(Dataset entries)

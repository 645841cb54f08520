use serde::Deserialize;
use std::ops::{Deref, DerefMut};
use std::path::PathBuf;
use std::sync::Arc;

/// Top-level client configuration shared by the CLI and any embedding application.
#[derive(Default, Debug, Clone, Deserialize)]
#[serde(default)]
pub struct ClientConfigInner {
    pub gateway: GatewayConfig,
    pub logging: LoggingConfig,
    pub dashboard: DashboardSettings,
}

/// Arc-wrapped config for inexpensive cloning into subsystems.
#[derive(Default, Debug, Clone, Deserialize)]
pub struct ClientConfig {
    #[serde(flatten, default)]
    inner: Arc<ClientConfigInner>,
}

impl Deref for ClientConfig {
    type Target = ClientConfigInner;

    fn deref(&self) -> &Self::Target {
        &self.inner
    }
}

impl DerefMut for ClientConfig {
    fn deref_mut(&mut self) -> &mut ClientConfigInner {
        Arc::make_mut(&mut self.inner)
    }
}

/// Remote configuration service endpoint.
#[derive(Debug, Clone, Deserialize)]
#[serde(default)]
pub struct GatewayConfig {
    /// API root; `/dashboard/configuration` is appended to it.
    pub base_url: String,
    /// Whole-request timeout enforced by the HTTP transport.
    pub timeout_seconds: u64,
    pub user_agent: String,
}

/// Subscriber settings for binaries.
#[derive(Debug, Clone, Deserialize)]
#[serde(default)]
pub struct LoggingConfig {
    /// Default level: `trace`, `debug`, `info`, `warn` or `error`.
    pub level: String,
    /// Extra filter directives, e.g. `fmdash_dashboard=debug`.
    pub directives: Option<String>,
    pub console: bool,
    /// Directory for rolling log files; file output is off when unset.
    pub dir: Option<PathBuf>,
    pub rotation: String,
    pub max_files: usize,
    pub json: bool,
}

/// Behavior switches of the dashboard configuration service.
#[derive(Default, Debug, Clone, Deserialize)]
#[serde(default)]
pub struct DashboardSettings {
    /// Append sections/items known only to the built-in defaults after every load.
    pub fill_missing_from_defaults: bool,
}

// --- Default ---

impl Default for GatewayConfig {
    fn default() -> Self {
        Self {
            base_url: "http://127.0.0.1:8080/api".to_owned(),
            timeout_seconds: 30,
            user_agent: concat!("fmdash/", env!("CARGO_PKG_VERSION")).to_owned(),
        }
    }
}

impl Default for LoggingConfig {
    fn default() -> Self {
        Self {
            level: "info".to_owned(),
            directives: None,
            console: true,
            dir: None,
            rotation: "daily".to_owned(),
            max_files: 7,
            json: false,
        }
    }
}
#![allow(unreachable_pub)]
#![allow(clippy::needless_pass_by_value)]

//! # Macros
//!
//! Procedural macros used across the fmdash workspace.
//! Today this is a single attribute, [`macro@fmdash_error`], which turns a plain enum into an
//! error type with context support.
//!
//! ## Usage
//! ```toml
//! [dependencies]
//! fmdash-derive.workspace = true
//! thiserror.workspace = true
//! ```

mod error;

use proc_macro::TokenStream;
use syn::{DeriveInput, parse_macro_input};

/// Attribute macro for declaring crate error enums.
///
/// # What it adds
///
/// * `#[derive(Debug, thiserror::Error)]` unless the enum already derives them.
/// * A companion `<Name>Ext` trait with `.context(...)`, implemented for `Result<T, Name>`
///   and for `Result<T, Source>` of every variant that wraps a source error.
/// * `From<Source>` for variants with a `source` field (or a field marked `#[source]`/`#[from]`),
///   so `?` works on upstream errors.
/// * `From<&'static str>` and `From<String>` when an `Internal { message, context }` variant exists.
/// * A private `format_context` helper for use inside `#[error(...)]` strings.
///
/// # Requirements
///
/// 1. Only enums are accepted.
/// 2. Every variant uses named fields; tuple and unit variants are rejected.
/// 3. A variant with a source must also carry `context: Option<Cow<'static, str>>`.
///
/// # Example
///
/// ```rust,ignore
/// use fmdash_derive::fmdash_error;
/// use std::borrow::Cow;
///
/// #[fmdash_error]
/// pub enum GatewayError {
///     #[error("Transport error{}: {source}", format_context(.context))]
///     Transport { source: reqwest::Error, context: Option<Cow<'static, str>> },
///
///     #[error("Internal gateway error{}: {message}", format_context(.context))]
///     Internal { message: Cow<'static, str>, context: Option<Cow<'static, str>> },
/// }
///
/// fn fetch(client: &reqwest::Client) -> Result<(), GatewayError> {
///     let _req = client.get("http://localhost/").build().context("Building request")?;
///     Err("no backend configured".into())
/// }
/// ```
#[proc_macro_attribute]
pub fn fmdash_error(_args: TokenStream, item: TokenStream) -> TokenStream {
    let input = parse_macro_input!(item as DeriveInput);
    error::expand(input).into()
}
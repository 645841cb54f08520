use fmdash_derive::fmdash_error;

#[fmdash_error]
pub enum ExportError {
    #[error("Write failed: {source}")]
    Write {
        #[source]
        source: std::io::Error,
        context: Option<String>,
    },
}

fn main() {}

_Exercise directions:_ Exactly as shown, repeat every record.

_Response below:_
repository 645841cb54f08520
use serde::Deserialize;
use std::ops::{Deref, DerefMut};
use std::path::PathBuf;
use std::sync::Arc;

/// Top-level client configuration shared by the CLI and any embedding application.
#[derive(Default, Debug, Clone, Deserialize)]
#[serde(default)]
pub struct ClientConfigInner {
    pub gateway: GatewayConfig,
    pub logging: LoggingConfig,
    pub dashboard: DashboardSettings,
}

/// Arc-wrapped config for inexpensive cloning into subsystems.
#[derive(Default, Debug, Clone, Deserialize)]
pub struct ClientConfig {
    #[serde(flatten, default)]
    inner: Arc<ClientConfigInner>,
}

impl Deref for ClientConfig {
    type Target = ClientConfigInner;

    fn deref(&self) -> &Self::Target {
        &self.inner
    }
}

impl DerefMut for ClientConfig {
    fn deref_mut(&mut self) -> &mut ClientConfigInner {
        Arc::make_mut(&mut self.inner)
    }
}

/// Remote configuration service endpoint.
#[derive(Debug, Clone, Deserialize)]
#[serde(default)]
pub struct GatewayConfig {
    /// API root; `/dashboard/configuration` is appended to it.
    pub base_url: String,
    /// Whole-request timeout enforced by the HTTP transport.
    pub timeout_seconds: u64,
    pub user_agent: String,
}

/// Subscriber settings for binaries.
#[derive(Debug, Clone, Deserialize)]
#[serde(default)]
pub struct LoggingConfig {
    /// Default level: `trace`, `debug`, `info`, `warn` or `error`.
    pub level: String,
    /// Extra filter directives, e.g. `fmdash_dashboard=debug`.
    pub directives: Option<String>,
    pub console: bool,
    /// Directory for rolling log files; file output is off when unset.
    pub dir: Option<PathBuf>,
    pub rotation: String,
    pub max_files: usize,
    pub json: bool,
}

/// Behavior switches of the dashboard configuration service.
#[derive(Default, Debug, Clone, Deserialize)]
#[serde(default)]
pub struct DashboardSettings {
    /// Append sections/items known only to the built-in defaults after every load.
    pub fill_missing_from_defaults: bool,
}

// --- Default ---

impl Default for GatewayConfig {
    fn default() -> Self {
        Self {
            base_url: "http://127.0.0.1:8080/api".to_owned(),
            timeout_seconds: 30,
            user_agent: concat!("fmdash/", env!("CARGO_PKG_VERSION")).to_owned(),
        }
    }
}

impl Default for LoggingConfig {
    fn default() -> Self {
        Self {
            level: "info".to_owned(),
            directives: None,
            console: true,
            dir: None,
            rotation: "daily".to_owned(),
            max_files: 7,
            json: false,
        }
    }
}
#![allow(unreachable_pub)]
#![allow(clippy::needless_pass_by_value)]

//! # Macros
//!
//! Procedural macros used across the fmdash workspace.
//! Today this is a single attribute, [`macro@fmdash_error`], which turns a plain enum into an
//! error type with context support.
//!
//! ## Usage
//! ```toml
//! [dependencies]
//! fmdash-derive.workspace = true
//! thiserror.workspace = true
//! ```

mod error;

use proc_macro::TokenStream;
use syn::{DeriveInput, parse_macro_input};

/// Attribute macro for declaring crate error enums.
///
/// # What it adds
///
/// * `#[derive(Debug, thiserror::Error)]` unless the enum already derives them.
/// * A companion `<Name>Ext` trait with `.context(...)`, implemented for `Result<T, Name>`
///   and for `Result<T, Source>` of every variant that wraps a source error.
/// * `From<Source>` for variants with a `source` field (or a field marked `#[source]`/`#[from]`),
///   so `?` works on upstream errors.
/// * `From<&'static str>` and `From<String>` when an `Internal { message, context }` variant exists.
/// * A private `format_context` helper for use inside `#[error(...)]` strings.
///
/// # Requirements
///
/// 1. Only enums are accepted.
/// 2. Every variant uses named fields; tuple and unit variants are rejected.
/// 3. A variant with a source must also carry `context: Option<Cow<'static, str>>`.
///
/// # Example
///
/// ```rust,ignore
/// use fmdash_derive::fmdash_error;
/// use std::borrow::Cow;
///
/// #[fmdash_error]
/// pub enum GatewayError {
///     #[error("Transport error{}: {source}", format_context(.context))]
///     Transport { source: reqwest::Error, context: Option<Cow<'static, str>> },
///
///     #[error("Internal gateway error{}: {message}", format_context(.context))]
///     Internal { message: Cow<'static, str>, context: Option<Cow<'static, str>> },
/// }
///
/// fn fetch(client: &reqwest::Client) -> Result<(), GatewayError> {
///     let _req = client.get("http://localhost/").build().context("Building request")?;
///     Err("no backend configured".into())
/// }
/// ```
#[proc_macro_attribute]
pub fn fmdash_error(_args: TokenStream, item: TokenStream) -> TokenStream {
    let input = parse_macro_input!(item as DeriveInput);
    error::expand(input).into()
}
repository 645841cb54f08520
use fmdash_derive::fmdash_error;

#[fmdash_error]
pub enum ExportError {
    #[error("Write failed: {source}")]
    Write {
        #[source]
        source: std::io::Error,
        context: Option<String>,
    },
}

fn main() {}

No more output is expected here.